Le défi porté à l'hégémonie masculine par les Salonnières du 18ème siècle dans le domaine de la culture fut lui aussi combattu vigoureusement au nom d'attitudes discriminatoires. Les notables déstabilisés par l'affront qui leur était fait n'étaient pas cette fois-ci des investisseurs à la moralité douteuse mais une coterie de philosophes et d'hommes de lettres bien persuadés de la supériorité des hommes sur les femmes dans le domaine de la pensée. Dans une lettre à d'Alembert, Jean-Jacques Rousseau relève par exemple « que le pays, où les mœurs étaient les plus pures, était celui où l'on parlait le moins des femmes; & que la femme la plus honnête était celle dont on parlait le moins. » Regrettant amèrement l'influence acquise par les femmes qui avaient osé quitter leur silence pour donner leur avis, Rousseau ajoute avec amertume: « Chez nous ... la femme estimée est celle qui fait le plus de bruit; de qui l'on parle le plus; qu'on voit le plus dans le monde; chez qui l'on dîne le plus souvent; qui donne le plus impérieusement le ton; qui juge, tranche, décide, prononce, assigne aux talents, au mérite, aux vertus, leurs degrés & leurs places; & dont les humbles savants mendient le plus bassement la faveur ». » [5] Les grands désordres qui suivirent la Révolution, la Terreur, l'absolutisme napoléonien et un conservatisme pétri de valeurs réactionnaires assura un retour en force des « beautés mâles et fortes »[6] qui effacèrent jusqu'au souvenir les Salonnières qui avaient osé s'imposer en France au 18ème siècle.

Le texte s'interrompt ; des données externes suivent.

//! Ready-made generators: annotated simulation and the stock networks used by bias experiments.

use std::sync::Arc;

use ndarray::array;
use rand::Rng;

use crate::cpt::Cpt;
use crate::dataset::Dataset;
use crate::graph::Network;
use crate::sampler::Model;
use crate::synth::WeightMap;
use crate::{Config, Result, UsageError, Weights};

/// Compiled model together with the columns downstream tooling treats as protected attributes
/// and labels.
#[derive(Debug, Clone)]
pub struct DataGenerator {
    model: Arc<Model>,
    protected: Vec<String>,
    labels: Vec<String>,
}

impl DataGenerator {
    pub fn new(network: &Network, protected: &[&str], labels: &[&str]) -> Result<Self> {
        Self::from_model(Arc::new(network.compile()?), protected, labels)
    }

    pub fn from_model(model: Arc<Model>, protected: &[&str], labels: &[&str]) -> Result<Self> {
        if let Some(name) = protected
            .iter()
            .chain(labels.iter())
            .find(|n| model.cardinality(n).is_none())
        {
            return Err(UsageError::UnknownVariable((*name).to_owned()).into());
        }
        Ok(Self {
            model,
            protected: protected.iter().map(|s| (*s).to_owned()).collect(),
            labels: labels.iter().map(|s| (*s).to_owned()).collect(),
        })
    }

    pub fn model(&self) -> &Model {
        &self.model
    }
    pub fn protected_attributes(&self) -> &[String] {
        &self.protected
    }
    pub fn labels(&self) -> &[String] {
        &self.labels
    }

    pub fn simulate<R: Rng + ?Sized>(
        &self,
        n: usize,
        rng: &mut R,
        config: &Config,
    ) -> Result<Dataset> {
        let protected: Vec<&str> = self.protected.iter().map(String::as_str).collect();
        let labels: Vec<&str> = self.labels.iter().map(String::as_str).collect();
        self.model
            .simulate(n, rng, config)
            .with_attributes(&protected, &labels)
    }
}

/// `sex` (2 values) and `age` (5 values) driving a binary `income`.
///
/// Income is more likely for older people, identically for both sexes.
pub fn reference_network() -> Result<Network> {
    let mut net = Network::new();
    net.add_edge("sex", "income")?;
    net.add_edge("age", "income")?;
    net.add_root_probability("sex", [0.5, 0.5], 2)?;
    net.add_root_probability("age", [0.2; 5], 5)?;
    let income = Cpt::from_table(
        "income",
        array![
            [0.7, 0.65, 0.6, 0.55, 0.5, 0.7, 0.65, 0.6, 0.55, 0.5],
            [0.3, 0.35, 0.4, 0.45, 0.5, 0.3, 0.35, 0.4, 0.45, 0.5]
        ],
        &[("sex", 2), ("age", 5)],
    )?;
    net.add_cpt(income)?;
    Ok(net)
}

/// Protected attribute `A` and label `Y`, and `features` binary variables `X0, X1, ...` that
/// each depend on both with random strengths.
pub fn generate_base<R: Rng + ?Sized>(features: usize, rng: &mut R) -> Result<Network> {
    let mut net = Network::new();
    net.add_node("Y")?;
    net.add_node("A")?;
    net.add_root_probability("A", [0.5, 0.5], 2)?;
    net.add_root_probability("Y", [0.6, 0.4], 2)?;
    for i in 0..features {
        let x = format!("X{i}");
        net.add_edge("A", &x)?;
        net.add_edge("Y", &x)?;
        let r: f64 = rng.gen_range(0.2..0.8);
        let r2: f64 = rng.gen_range(0.2..0.8);
        let p = WeightMap::from([
            ("A".to_owned(), Weights::from([r, 1.0 - r])),
            ("Y".to_owned(), Weights::from([r2, 1.0 - r2])),
        ]);
        net.add_probability(&x, &p, 2)?;
    }
    Ok(net)
}

#[cfg(test)]
mod tests {
    use super::*;
    use crate::BiasgenError;
    use rand::SeedableRng;
    use rand_xoshiro::Xoshiro256StarStar;

    #[test]
    fn reference_network_is_valid() {
        let net = reference_network().unwrap();
        assert!(net.is_valid());
        assert_eq!(net.roots(), vec!["sex", "age"]);
        let income = net.get_cpt("income").unwrap();
        assert_eq!(income.evidence_card(), &[2, 5]);
        assert_eq!(income.prob(1, &[1, 4]), 0.5);
    }

    #[test]
    fn generator_annotates_datasets() {
        let gen = DataGenerator::new(&reference_network().unwrap(), &["sex"], &["income"]).unwrap();
        let mut rng = Xoshiro256StarStar::seed_from_u64(0);
        let data = gen.simulate(500, &mut rng, &Config::no_progress()).unwrap();
        assert_eq!(data.len(), 500);
        assert_eq!(data.protected_attributes(), &["sex".to_owned()]);
        assert_eq!(data.labels(), &["income".to_owned()]);
        assert!(data.is_binary());
        assert_eq!(data.privileged_groups().unwrap()["sex"], vec![1]);
    }

    #[test]
    fn generator_rejects_unknown_columns() {
        let err = DataGenerator::new(&reference_network().unwrap(), &["gender"], &["income"])
            .unwrap_err();
        assert_eq!(
            err,
            BiasgenError::Usage(UsageError::UnknownVariable("gender".to_owned()))
        );
    }

    #[test]
    fn base_network_layout() {
        let mut rng = Xoshiro256StarStar::seed_from_u64(1);
        let net = generate_base(4, &mut rng).unwrap();
        assert!(net.is_valid());
        assert_eq!(
            net.nodes().collect::<Vec<_>>(),
            vec!["Y", "A", "X0", "X1", "X2", "X3"]
        );
        assert_eq!(net.leaves().len(), 4);
        for i in 0..4 {
            let cpt = net.get_cpt(&format!("X{i}")).unwrap();
            assert_eq!(cpt.evidence(), &["A".to_owned(), "Y".to_owned()]);
            for j in 0..cpt.n_columns() {
                let p = cpt.values()[(1, j)];
                assert!((0.04..=0.64).contains(&p));
            }
        }
        let mut rng = Xoshiro256StarStar::seed_from_u64(1);
        let again = generate_base(4, &mut rng).unwrap();
        assert_eq!(again.get_cpt("X2").unwrap(), net.get_cpt("X2").unwrap());
    }
}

La raison pour laquelle Mme de B. adopte Ourika et lui permet de briller aux yeux de l'aréopage d'amis, d'artistes et de lettrés qui fréquentent son Salon a donc été interprétée de diverses manières. Pour les tenants de Rousseau, il ne s'agit guère plus que d'une manœuvre de coulisse permettant à une des parisiennes célèbres dont ils exècrent les façons, de séduire d'humbles savants qui se laissent trop facilement débaucher et distraire des grandes choses qu'il est de leur devoir d'accomplir. Cette interprétation, toutefois, ne fait justice ni à l'œuvre ni à son auteur dont l'histoire évoque page après page un attachement profond et sincère. L'intérêt porté par Mme de B. à Ourika n'a rien de calculé et c'est sans se préoccuper de ses propres intérêts qu'elle choie sa jeune protégée. Si elle lui apprend à danser, par exemple, ce n'est pas pour exploiter son charme mais parce qu'elle sait que son noble entourage aime la danse et appréciera le spectacle d'une jeune Africaine représentant son continent dans un quadrille des quatre parties du monde « en se montrant fort à son avantage » (p.35). Mme de B. désire que ses hôtes se comportent avec Ourika comme ils se comporteraient avec n'importe quelle jeune aristocrate, qu'ils la jugent non pas sur la couleur de son épiderme mais sur les mêmes critères que ses contemporaines, c'est-à-dire sa manière d'être, son sens des convenances et son intelligence. Pour elle, Ourika n'a rien du « Bon sauvage ». Elle est une jeune aristocrate intelligente, dotée d'un caractère agréable et capable d'assumer ses origines africaines. A cet effet, Mme de B. ne se contente pas de quelques stéréotypes qui courent sur le continent africain mais elle essaie d'en savoir plus, « consulte des voyageurs, feuillette des livres de costumes, lit des ouvrages savants sur la musique africaine ... » (p.35)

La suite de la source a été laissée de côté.